Pełnomocnik osób wysuwających roszczenia do działek na cyplu zjawił się też w helskim magistracie. Gmina co prawda nie jest właścicielem żadnych nieruchomości na końcu mierzei, ale pod koniec ubiegłego roku podjęła uchwałę o utworzeniu tam zespołu przyrodniczo- krajobrazowego. Celem tego dokumentu jest zachowanie unikalności cypla, zwłaszcza przed zabudową. Przepisy, które wchodzą w życie na samym początku stycznia, praktycznie uniemożliwiają zabudowanie "początku Polski". Słowem - w świetle tej uchwały odbudowa przedwojennego domu kuracyjnego jest niemożliwa.
- Pełnomocnik następców prawnych (nie wiadomo, czy to właściciele, czy ludzie, którzy np. nabyli akcje spółki) interesował się naszą uchwałą, zapowiedział skierowanie pisma do naszego urzędu - informuje burmistrz Helu Jarosław Pałkowski.
Uchwała może zostać zaskarżona, jeśli wnioskodawcy uznają, że narusza ona ich interes prawny.
- Procedura jest taka, że zainteresowani najpierw muszą wezwać Radę Miasta do zmiany rzekomo niekorzystnych dla siebie przepisów - tłumaczy Pałkowski. - Radni oczywiście mogą podtrzymać swoje stanowisko i uchwały nie zmieniać. Wówczas dopiero poszkodowani mogą zaskarżyć nasze prawo miejscowe do sądu administracyjnego.
Kiedy podjęto uchwałę o zespole przyrodniczo-krajobrazowym, Wojskowa Agencja Mieszkaniowa zrezygnowała z wystawienia swojej nieruchomości na cyplu pod młotek. Możliwe, że przekaże ją odpłatnie miastu.
Z przetargu nie rezygnuje natomiast Agencja Mienia Wojskowego.
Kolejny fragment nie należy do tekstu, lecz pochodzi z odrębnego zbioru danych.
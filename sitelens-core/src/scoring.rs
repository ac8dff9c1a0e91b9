//! Deduction-based scoring.
//!
//! Each category starts at 100 and loses a fixed number of points per issue
//! by severity. The overall score is a fixed-weight blend of the four
//! category scores. Scoring only sums over the input, so any permutation of
//! the same issues scores identically.

use serde::{Deserialize, Serialize};
use sitelens_scanner::issue::{Category, Issue, Severity};

pub const WEIGHT_TECHNICAL: f64 = 0.35;
pub const WEIGHT_PERFORMANCE: f64 = 0.30;
pub const WEIGHT_VISUAL: f64 = 0.15;
pub const WEIGHT_ACCESSIBILITY: f64 = 0.20;

pub fn deduction(severity: Severity) -> i64 {
    match severity {
        Severity::Error => 10,
        Severity::Warning => 3,
        Severity::Notice => 1,
        Severity::Passed => 0,
    }
}

pub fn weight(category: Category) -> f64 {
    match category {
        Category::Technical => WEIGHT_TECHNICAL,
        Category::Performance => WEIGHT_PERFORMANCE,
        Category::Visual => WEIGHT_VISUAL,
        Category::Accessibility => WEIGHT_ACCESSIBILITY,
    }
}

#[derive(Debug, Clone, Copy, PartialEq, Eq, Serialize, Deserialize)]
pub struct CategoryScores {
    pub technical: u8,
    pub performance: u8,
    pub visual: u8,
    pub accessibility: u8,
}

impl Default for CategoryScores {
    fn default() -> Self {
        Self {
            technical: 100,
            performance: 100,
            visual: 100,
            accessibility: 100,
        }
    }
}

impl CategoryScores {
    pub fn zero() -> Self {
        Self {
            technical: 0,
            performance: 0,
            visual: 0,
            accessibility: 0,
        }
    }

    pub fn get(&self, category: Category) -> u8 {
        match category {
            Category::Technical => self.technical,
            Category::Performance => self.performance,
            Category::Visual => self.visual,
            Category::Accessibility => self.accessibility,
        }
    }

    fn set(&mut self, category: Category, score: u8) {
        match category {
            Category::Technical => self.technical = score,
            Category::Performance => self.performance = score,
            Category::Visual => self.visual = score,
            Category::Accessibility => self.accessibility = score,
        }
    }

    /// Lowest-scoring category; ties go to the heavier weight.
    pub fn weakest(&self) -> Category {
        let mut weakest = Category::Technical;
        for category in Category::ALL {
            let (score, best) = (self.get(category), self.get(weakest));
            if score < best || (score == best && weight(category) > weight(weakest)) {
                weakest = category;
            }
        }
        weakest
    }
}

#[derive(Debug, Clone, Copy, PartialEq, Eq, Serialize, Deserialize)]
pub struct ScoreCard {
    pub overall: u8,
    pub categories: CategoryScores,
}

pub fn score(issues: &[Issue]) -> ScoreCard {
    let mut deductions = [0i64; 4];
    for issue in issues {
        deductions[slot(issue.category)] += deduction(issue.severity);
    }

    let mut categories = CategoryScores::default();
    let mut weighted = 0.0;
    for category in Category::ALL {
        let value = (100 - deductions[slot(category)]).clamp(0, 100) as u8;
        categories.set(category, value);
        weighted += f64::from(value) * weight(category);
    }

    ScoreCard {
        overall: weighted.round().clamp(0.0, 100.0) as u8,
        categories,
    }
}

fn slot(category: Category) -> usize {
    match category {
        Category::Technical => 0,
        Category::Performance => 1,
        Category::Visual => 2,
        Category::Accessibility => 3,
    }
}

#[cfg(test)]
mod tests {
    use super::*;

    #[test]
    fn test_weights_sum_to_one() {
        let total: f64 = Category::ALL.iter().map(|c| weight(*c)).sum();
        assert!((total - 1.0).abs() < 1e-9);
    }

    #[test]
    fn test_empty_list_is_perfect() {
        let card = score(&[]);
        assert_eq!(card.overall, 100);
        assert_eq!(card.categories, CategoryScores::default());
    }

    #[test]
    fn test_weakest_category() {
        let scores = CategoryScores {
            technical: 80,
            performance: 80,
            visual: 95,
            accessibility: 90,
        };
        assert_eq!(scores.weakest(), Category::Technical);
    }
}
A jest prawdopodobne, że to właśnie działka AMW należała przed wojną do spółki Hel Kąpiele Morskie.
- Żadni dawni właściciele tego terenu się do nas nie zgłosili - mówi Małgorzata Golińska, rzecznik prasowy AMW. - Ale jeszcze nie opublikowaliśmy obwieszczenia o sprzedaży.
Małgorzata Golińska przyznaje natomiast, że przed miesiącem zgłosiła się osoba z roszczeniami do działki, którą wówczas licytowano w Helu i którą nabył Krzysztof Szewczyk.
- Nie przedstawiła jednak wiarygodnych dokumentów - twierdzi rzecznik AMW. - Ta sprawa została już sfinalizowana, podpisaliśmy akt notarialny.